It's been over a decade since the creation of the "Do Not Call" Registry, and it's mostly worked pretty well -- but neither the Do-Not-Call Implementation Act of 2003 (which created the registry) nor the Do-Not-Call Improvement Act of 2007 ever targeted calls from non-profits or political organizations, so Change.org helps you tell the President, Congress, and the FTC to keep non-profits and political organizations from calling people all the time. Of course you've noticed that a lot of political organizations are now "non-profits," but this issue goes deeper than that: if you have a First Amendment right to free association, then why should you have to put up with calls you don't want and which do not redress some grievance under the law (i.e., as calls from bill collectors do)? I suppose some folks say that a political organization's right to call you is sacrosanct, but it's not -- the First Amendment doesn't run in only one direction at once, and some organization's First Amendment rights aren't better than yours.
Meanwhile, the Texas state Board of Education still plans to inflict fundamentalist Christian thought on public school students. We'd ignore them or make fun of them, I suppose, except that Texas buys so many textbooks that textbook publishers will more likely make all their textbooks like Texas's -- which must be why right-wingers have been pushing this ideology on Texas school boards for decades now. Clever, I suppose. But not as clever as it is cowardly -- why are Texas right-wingers so afraid of people finding out that God did not, in fact, hand down the Constitution from Mt. Sinai, but that our Founders hashed out, over a period of years, a very innovative political system that not only gave us the broadest protections for free speech ever given, but protected everyone's right to worship as they see fit? Of course, the question is rhetorical -- fundamentalists don't want to have "a voice in the public square"; they want to have the only voice in the public square. Hence both Americans United for the Separation of Church and State and People for the American Way help you fight religious extremism in public schools.

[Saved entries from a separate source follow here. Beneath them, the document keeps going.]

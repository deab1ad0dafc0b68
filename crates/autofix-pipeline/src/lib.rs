//! Autofix Pipeline - Document model and patch engine
//!
//! Structural representation of the one workflow shape autofix manages:
//! - [`PipelineDocument`]: metadata, trigger, runner and ordered [`Step`]s
//! - [`Phase`]: preparation, build, verification, publish ordering
//! - [`DocumentPolicy`]: golden steps, valid runners, baseline document
//! - [`PatchEngine`]: idempotent, protection-aware application of one remedy
//!
//! # Example
//!
//! ```rust
//! use autofix_pipeline::{DocumentPolicy, PatchEngine, PatchRequest, PipelineDocument, Unguarded};
//!
//! let policy = DocumentPolicy::default().with_golden_steps(["Build APK"]);
//! let doc = PipelineDocument::parse(
//!     "on: push\njobs:\n  build:\n    runs-on: ubuntu-latest\n    steps:\n      - name: Build APK\n        run: make\n",
//!     &policy,
//! )
//! .unwrap();
//!
//! let engine = PatchEngine::new(policy);
//! let fragment = serde_yaml::from_str("name: Clean Disk Space\nrun: df -h\n").unwrap();
//! let patched = engine
//!     .apply(&doc, &PatchRequest::add("Clean Disk Space", fragment), &Unguarded)
//!     .unwrap();
//! assert_eq!(patched.identities(), vec!["Clean Disk Space", "Build APK"]);
//! ```

#![warn(unreachable_pub)]
#![allow(missing_docs)]

pub mod document;
pub mod error;
pub mod guard;
pub mod hash;
pub mod patch;
pub mod phase;
pub mod policy;
pub mod step;

pub use document::{PipelineDocument, MAX_NESTING};
pub use error::{DocumentError, DocumentResult, PatchError, PatchResult};
pub use guard::{StepGuard, Unguarded};
pub use hash::{Fingerprint, FingerprintError};
pub use patch::{unwrap_fragment, PatchEngine, PatchMode, PatchRequest};
pub use phase::Phase;
pub use policy::{DocumentPolicy, BASELINE_YAML};
pub use step::{Step, StepError};

/// Prelude module for common imports
pub mod prelude {
    //! Common imports for working with pipeline documents
    pub use crate::{
        DocumentPolicy, PatchEngine, PatchError, PatchMode, PatchRequest, Phase,
        PipelineDocument, Step, StepGuard,
    };
}

/// Version of this crate
pub const VERSION: &str = env!("CARGO_PKG_VERSION");
//! Persisted ledger schema
//!
//! The snapshot is one JSON document. `history` is the append-only audit
//! trail; everything else is resumption state.

use std::fmt::{self, Display, Formatter};

use autofix_analyzer::ErrorSignature;
use chrono::{DateTime, Utc};
use indexmap::IndexMap;
use serde::{Deserialize, Serialize};
use ulid::Ulid;

/// Current snapshot schema
pub const SCHEMA_VERSION: u32 = 1;

/// Result of one remedy attempt for one signature
#[derive(Debug, Clone, PartialEq, Eq, Serialize, Deserialize)]
#[serde(tag = "status", rename_all = "snake_case")]
pub enum Outcome {
    /// Published, awaiting a later run
    Published,
    /// Publishing failed past its retry budget
    PublishFailed,
    /// Refused before publishing
    Rejected { reason: String },
    /// Signature recurred on a run after the publish
    Ineffective,
    /// Signature absent on a run after the publish
    Resolved,
}

impl Outcome {
    /// Rejection with a reason tag
    pub fn rejected(reason: impl Into<String>) -> Self {
        Self::Rejected {
            reason: reason.into(),
        }
    }

    /// Whether this outcome rules the remedy out for the signature
    #[inline]
    #[must_use]
    pub fn is_failure(&self) -> bool {
        matches!(
            self,
            Self::PublishFailed | Self::Rejected { .. } | Self::Ineffective
        )
    }

    /// Whether the attempt awaits reconciliation
    #[inline]
    #[must_use]
    pub fn is_pending(&self) -> bool {
        matches!(self, Self::Published)
    }
}

impl Display for Outcome {
    fn fmt(&self, f: &mut Formatter<'_>) -> fmt::Result {
        match self {
            Self::Published => f.write_str("published"),
            Self::PublishFailed => f.write_str("publish_failed"),
            Self::Rejected { reason } => write!(f, "rejected:{reason}"),
            Self::Ineffective => f.write_str("ineffective"),
            Self::Resolved => f.write_str("resolved"),
        }
    }
}

/// One audit trail line
#[derive(Debug, Clone, PartialEq, Eq, Serialize, Deserialize)]
pub struct HistoryEntry {
    pub error: ErrorSignature,
    pub remedy: String,
    pub outcome: Outcome,
    pub timestamp: DateTime<Utc>,
}

/// One attempt of a remedy against a signature
#[derive(Debug, Clone, PartialEq, Eq, Serialize, Deserialize)]
pub struct Attempt {
    pub remedy_id: String,
    pub timestamp: DateTime<Utc>,
    pub outcome: Outcome,
}

/// Everything known about one signature
#[derive(Debug, Clone, Default, PartialEq, Eq, Serialize, Deserialize)]
pub struct SignatureHistory {
    pub attempted: Vec<Attempt>,
    #[serde(default, skip_serializing_if = "Option::is_none")]
    pub successful_remedy: Option<String>,
}

impl SignatureHistory {
    /// Latest attempt of `remedy_id`
    #[must_use]
    pub fn last_attempt(&self, remedy_id: &str) -> Option<&Attempt> {
        self.attempted.iter().rev().find(|a| a.remedy_id == remedy_id)
    }

    /// Whether any attempt of `remedy_id` failed
    #[must_use]
    pub fn has_failed(&self, remedy_id: &str) -> bool {
        self.attempted
            .iter()
            .any(|a| a.remedy_id == remedy_id && a.outcome.is_failure())
    }
}

/// Conclusion of one step in an observed run
#[derive(Debug, Clone, Copy, PartialEq, Eq, Hash, Serialize, Deserialize)]
#[serde(rename_all = "snake_case")]
pub enum StepConclusion {
    Success,
    Failure,
    Skipped,
    Cancelled,
}

impl StepConclusion {
    /// Stable name
    #[must_use]
    pub fn as_str(self) -> &'static str {
        match self {
            Self::Success => "success",
            Self::Failure => "failure",
            Self::Skipped => "skipped",
            Self::Cancelled => "cancelled",
        }
    }
}

/// Last observed conclusion of a step
#[derive(Debug, Clone, PartialEq, Eq, Serialize, Deserialize)]
pub struct StepStatus {
    pub conclusion: StepConclusion,
    pub observed_at: DateTime<Utc>,
}

/// A run that has already been analysed
#[derive(Debug, Clone, Copy, PartialEq, Eq, Serialize, Deserialize)]
pub struct AnalyzedRun {
    pub id: u64,
    pub created_at: DateTime<Utc>,
}

/// Progress of the remediation session in flight
///
/// Cleared when a session ends in success or exhaustion.
#[derive(Debug, Clone, PartialEq, Eq, Serialize, Deserialize)]
pub struct SessionState {
    pub id: Ulid,
    pub iteration: u32,
    #[serde(default)]
    pub last_run: Option<AnalyzedRun>,
    /// Signatures dropped after a publish failure
    #[serde(default)]
    pub abandoned: Vec<ErrorSignature>,
    /// Document was reset to the baseline during this session
    #[serde(default)]
    pub reset: bool,
}

impl SessionState {
    /// Fresh session
    #[must_use]
    pub fn new(id: Ulid) -> Self {
        Self {
            id,
            iteration: 0,
            last_run: None,
            abandoned: Vec::new(),
            reset: false,
        }
    }
}

/// Full ledger snapshot
#[derive(Debug, Clone, PartialEq, Eq, Serialize, Deserialize)]
pub struct LedgerRecord {
    pub version: u32,
    #[serde(default)]
    pub history: Vec<HistoryEntry>,
    #[serde(default)]
    pub signatures: IndexMap<ErrorSignature, SignatureHistory>,
    #[serde(default)]
    pub protected_steps: IndexMap<String, DateTime<Utc>>,
    #[serde(default)]
    pub step_status: IndexMap<String, StepStatus>,
    #[serde(default)]
    pub untried_errors: Vec<ErrorSignature>,
    #[serde(default, skip_serializing_if = "Option::is_none")]
    pub session: Option<SessionState>,
}

impl Default for LedgerRecord {
    fn default() -> Self {
        Self {
            version: SCHEMA_VERSION,
            history: Vec::new(),
            signatures: IndexMap::new(),
            protected_steps: IndexMap::new(),
            step_status: IndexMap::new(),
            untried_errors: Vec::new(),
            session: None,
        }
    }
}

Finally, the exodus from ALEC continues! The American Legislative Exchange Council, responsible for so much right-wing legislation at the state level for decades but now notorious for pushing Voter ID and pro-pollution legislation (among other things!), has lost the chair of its corporate board, the software corporation SAP America. That's a big deal, but America Online still refuses to respond to pressure to abandon ALEC as well. There are still those who say well, they can do what they like, it's a free country -- as if it's somehow not a free country, also, for those who would pressure them. Like I said, the First Amendment doesn't run in one direction at a time, and a corporation's First Amendment rights aren't bigger than ours. The First Amendment protects you from your government -- it does not protect you from critics, activists, advertisers, or consumers, though so many on the right act like it does, at least when someone criticizes them. So Common Cause help you tell AOL to break away from ALEC and all the damage it's done with its nefarious agenda.